▸ **EXERCISE INSTRUCTIONS**
Beginning at the top of the data below, write out every line exactly until you reach the line with "pub enum DeliveryPolicy", and include that line.

[Saved data entries]
- Opening Delimiter -

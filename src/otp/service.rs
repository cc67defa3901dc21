use chrono::{DateTime, TimeDelta, Utc};
use std::{fmt, str::FromStr, sync::Arc};
use tracing::{debug, error, info, instrument, warn};

use super::{
    clock::Clock,
    code::{codes_match, generate_code},
    error::OtpError,
    models::OtpRecord,
    store::OtpStore,
};
use crate::mail::{Branding, EmailSender};

const DEFAULT_TTL_SECONDS: i64 = 10 * 60;
const DEFAULT_MAX_ATTEMPTS: u32 = 5;

/// What `issue` does when the email transport fails.
#[derive(Clone, Copy, Debug, Default, PartialEq, Eq)]
pub enum DeliveryPolicy {
    /// Keep the stored code and report success with `delivered = false`.
    #[default]
    Degrade,
    /// Drop the stored code and fail with [`OtpError::DeliveryFailure`].
    Strict,
}

impl DeliveryPolicy {
    #[must_use]
    pub const fn as_str(self) -> &'static str {
        match self {
            Self::Degrade => "degrade",
            Self::Strict => "strict",
        }
    }
}

impl fmt::Display for DeliveryPolicy {
    fn fmt(&self, f: &mut fmt::Formatter<'_>) -> fmt::Result {
        f.write_str(self.as_str())
    }
}

impl FromStr for DeliveryPolicy {
    type Err = String;

    fn from_str(value: &str) -> Result<Self, Self::Err> {
        match value.trim().to_lowercase().as_str() {
            "degrade" => Ok(Self::Degrade),
            "strict" => Ok(Self::Strict),
            other => Err(format!(
                "invalid delivery policy '{other}', expected 'degrade' or 'strict'"
            )),
        }
    }
}

#[derive(Clone, Copy, Debug)]
pub struct OtpPolicy {
    ttl: TimeDelta,
    max_attempts: u32,
    delivery: DeliveryPolicy,
    expose_code: bool,
}

impl OtpPolicy {
    /// Defaults: 10 minute TTL, 5 attempts, degrade on delivery failure, never
    /// echo the code.
    #[must_use]
    pub fn new() -> Self {
        Self {
            ttl: TimeDelta::seconds(DEFAULT_TTL_SECONDS),
            max_attempts: DEFAULT_MAX_ATTEMPTS,
            delivery: DeliveryPolicy::Degrade,
            expose_code: false,
        }
    }

    #[must_use]
    pub fn with_ttl_seconds(mut self, seconds: u64) -> Self {
        let seconds = i64::try_from(seconds).unwrap_or(i64::MAX).max(1);
        self.ttl = TimeDelta::try_seconds(seconds).unwrap_or(TimeDelta::MAX);
        self
    }

    #[must_use]
    pub fn with_max_attempts(mut self, max_attempts: u32) -> Self {
        self.max_attempts = max_attempts.max(1);
        self
    }

    #[must_use]
    pub fn with_delivery(mut self, delivery: DeliveryPolicy) -> Self {
        self.delivery = delivery;
        self
    }

    /// Return the code in the issue outcome when delivery failed under
    /// [`DeliveryPolicy::Degrade`]. Development only.
    #[must_use]
    pub fn with_expose_code(mut self, expose_code: bool) -> Self {
        self.expose_code = expose_code;
        self
    }

    #[must_use]
    pub fn ttl(&self) -> TimeDelta {
        self.ttl
    }

    #[must_use]
    pub fn max_attempts(&self) -> u32 {
        self.max_attempts
    }

    #[must_use]
    pub fn delivery(&self) -> DeliveryPolicy {
        self.delivery
    }

    #[must_use]
    pub fn expose_code(&self) -> bool {
        self.expose_code
    }
}

impl Default for OtpPolicy {
    fn default() -> Self {
        Self::new()
    }
}

/// Result of a successful `issue`.
#[derive(Clone, Debug, PartialEq, Eq)]
pub struct IssueOutcome {
    pub delivered: bool,
    pub delivery_id: Option<String>,
    pub expires_at: DateTime<Utc>,
    /// Only set when delivery failed and the policy exposes codes.
    pub code: Option<String>,
}

pub struct OtpService {
    store: Arc<dyn OtpStore>,
    sender: Arc<dyn EmailSender>,
    clock: Arc<dyn Clock>,
    policy: OtpPolicy,
    branding: Branding,
}

impl OtpService {
    #[must_use]
    pub fn new(
        store: Arc<dyn OtpStore>,
        sender: Arc<dyn EmailSender>,
        clock: Arc<dyn Clock>,
        policy: OtpPolicy,
        branding: Branding,
    ) -> Self {
        Self {
            store,
            sender,
            clock,
            policy,
            branding,
        }
    }

    #[must_use]
    pub fn policy(&self) -> &OtpPolicy {
        &self.policy
    }

    /// Generate and store a fresh code for `email`, then hand it to the sender.
    ///
    /// Any earlier record for the same email is overwritten, which resets the
    /// attempt counter and invalidates the previous code.
    ///
    /// # Errors
    /// - [`OtpError::InvalidInput`] for an empty email.
    /// - [`OtpError::DeliveryFailure`] when delivery fails under
    ///   [`DeliveryPolicy::Strict`].
    /// - [`OtpError::Store`] when the store fails.
    #[instrument(skip(self))]
    pub async fn issue(&self, email: &str) -> Result<IssueOutcome, OtpError> {
        if email.trim().is_empty() {
            return Err(OtpError::InvalidInput("Email is required"));
        }

        let code = generate_code();
        let record = OtpRecord::new(email, code.clone(), self.clock.now(), self.policy.ttl());
        let expires_at = record.expires_at;
        self.store.put(record).await?;
        debug!(%expires_at, "OTP stored");

        let message = self
            .branding
            .verification_email(email, &code, self.policy.ttl());

        match self.sender.send(&message).await {
            Ok(delivery_id) => {
                info!(%delivery_id, "OTP email sent");
                Ok(IssueOutcome {
                    delivered: true,
                    delivery_id: Some(delivery_id),
                    expires_at,
                    code: None,
                })
            }
            Err(err) => match self.policy.delivery() {
                DeliveryPolicy::Degrade => {
                    warn!("OTP email delivery failed, code kept for degraded issuance: {err}");
                    Ok(IssueOutcome {
                        delivered: false,
                        delivery_id: None,
                        expires_at,
                        code: self.policy.expose_code().then_some(code),
                    })
                }
                DeliveryPolicy::Strict => {
                    error!("OTP email delivery failed: {err}");
                    self.store.remove(email).await?;
                    Err(OtpError::DeliveryFailure(err))
                }
            },
        }
    }

    /// Check `code` against the pending record for `email`.
    ///
    /// Success consumes the record. Expiry and attempt exhaustion delete it.
    /// A mismatch counts one failed attempt; the attempt that reaches the
    /// ceiling deletes the record and reports [`OtpError::TooManyAttempts`].
    ///
    /// # Errors
    /// Returns the [`OtpError`] kind describing why the code was not accepted.
    #[instrument(skip(self, code))]
    pub async fn verify(&self, email: &str, code: &str) -> Result<(), OtpError> {
        if email.trim().is_empty() || code.trim().is_empty() {
            return Err(OtpError::InvalidInput("Email and OTP are required"));
        }

        let Some(mut record) = self.store.get(email).await? else {
            debug!("no pending OTP");
            return Err(OtpError::NotFound);
        };

        let max_attempts = self.policy.max_attempts();

        if record.is_expired(self.clock.now()) {
            self.store.remove(email).await?;
            info!(expires_at = %record.expires_at, "OTP expired");
            return Err(OtpError::Expired);
        }

        if record.attempts_exhausted(max_attempts) {
            self.store.remove(email).await?;
            warn!(attempts = record.attempts, "OTP attempts already exhausted");
            return Err(OtpError::TooManyAttempts);
        }

        if codes_match(&record.code, code) {
            self.store.remove(email).await?;
            info!("OTP verified");
            return Ok(());
        }

        record.attempts = record.attempts.saturating_add(1);
        if record.attempts_exhausted(max_attempts) {
            self.store.remove(email).await?;
            warn!(attempts = record.attempts, "OTP attempt ceiling reached");
            return Err(OtpError::TooManyAttempts);
        }

        let remaining_attempts = max_attempts - record.attempts;
        debug!(attempts = record.attempts, remaining_attempts, "OTP mismatch");
        self.store.put(record).await?;
        Err(OtpError::InvalidCode { remaining_attempts })
    }

    /// Remove every record that has passed its expiry.
    ///
    /// # Errors
    /// Returns [`OtpError::Store`] when the store fails.
    pub async fn purge_expired(&self) -> Result<usize, OtpError> {
        Ok(self.store.purge_expired(self.clock.now()).await?)
    }

    /// Number of codes currently pending.
    ///
    /// # Errors
    /// Returns [`OtpError::Store`] when the store fails.
    pub async fn pending(&self) -> Result<usize, OtpError> {
        Ok(self.store.len().await?)
    }
}
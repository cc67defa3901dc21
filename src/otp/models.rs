use chrono::{DateTime, TimeDelta, Utc};

/// Pending passcode for one email address.
///
/// `email` is the store key and is kept exactly as submitted (no case folding).
#[derive(Debug, Clone, PartialEq, Eq)]
pub struct OtpRecord {
    pub email: String,
    pub code: String,
    pub expires_at: DateTime<Utc>,
    pub attempts: u32,
}

impl OtpRecord {
    #[must_use]
    pub fn new(email: &str, code: String, issued_at: DateTime<Utc>, ttl: TimeDelta) -> Self {
        Self {
            email: email.to_string(),
            code,
            expires_at: issued_at
                .checked_add_signed(ttl)
                .unwrap_or(DateTime::<Utc>::MAX_UTC),
            attempts: 0,
        }
    }

    /// A record is dead from `expires_at` onwards.
    #[must_use]
    pub fn is_expired(&self, now: DateTime<Utc>) -> bool {
        now >= self.expires_at
    }

    #[must_use]
    pub fn attempts_exhausted(&self, max_attempts: u32) -> bool {
        self.attempts >= max_attempts
    }
}
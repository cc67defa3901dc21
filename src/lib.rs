//! # Looma (Email OTP Gate)
//!
//! `looma` gates signups behind a one-time passcode sent by email. A client
//! asks for a code, the user reads it from their inbox, and the client submits
//! it back. Only after a successful verification does the caller go on to
//! create the account with the identity platform.
//!
//! ## Codes
//!
//! - 6 decimal digits, valid for 10 minutes, 5 attempts.
//! - One pending code per email address. Re-issuing overwrites the previous
//!   code and resets the attempt counter.
//! - A code is consumed by the first successful verification.
//!
//! ## Delivery
//!
//! Codes go out over an authenticated SMTP relay. Without SMTP credentials
//! nothing is sent and every issue counts as a failed delivery. When delivery
//! fails the configured [`otp::DeliveryPolicy`] decides whether the issued
//! code stays usable.
//!
//! ## Storage
//!
//! Pending codes are held in process memory and are lost on restart. Running
//! more than one replica breaks verification unless requests are pinned.

pub mod api;
pub mod cli;
pub mod mail;
pub mod otp;

#[allow(clippy::doc_markdown, clippy::needless_raw_string_hashes)]
pub mod built_info {
    include!(concat!(env!("OUT_DIR"), "/built.rs"));
}

pub const GIT_COMMIT_HASH: &str = match built_info::GIT_COMMIT_HASH {
    Some(hash) => hash,
    None => "unknown",
};

pub const APP_USER_AGENT: &str = concat!(env!("CARGO_PKG_NAME"), "/", env!("CARGO_PKG_VERSION"),);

- Closing Delimiter -

▸ **EXERCISE RESPONSE**
filename src/otp/service.rs
repository cc67defa3901dc21
use chrono::{DateTime, TimeDelta, Utc};
use std::{fmt, str::FromStr, sync::Arc};
use tracing::{debug, error, info, instrument, warn};

use super::{
    clock::Clock,
    code::{codes_match, generate_code},
    error::OtpError,
    models::OtpRecord,
    store::OtpStore,
};
use crate::mail::{Branding, EmailSender};

const DEFAULT_TTL_SECONDS: i64 = 10 * 60;
const DEFAULT_MAX_ATTEMPTS: u32 = 5;

/// What `issue` does when the email transport fails.
#[derive(Clone, Copy, Debug, Default, PartialEq, Eq)]
pub enum DeliveryPolicy {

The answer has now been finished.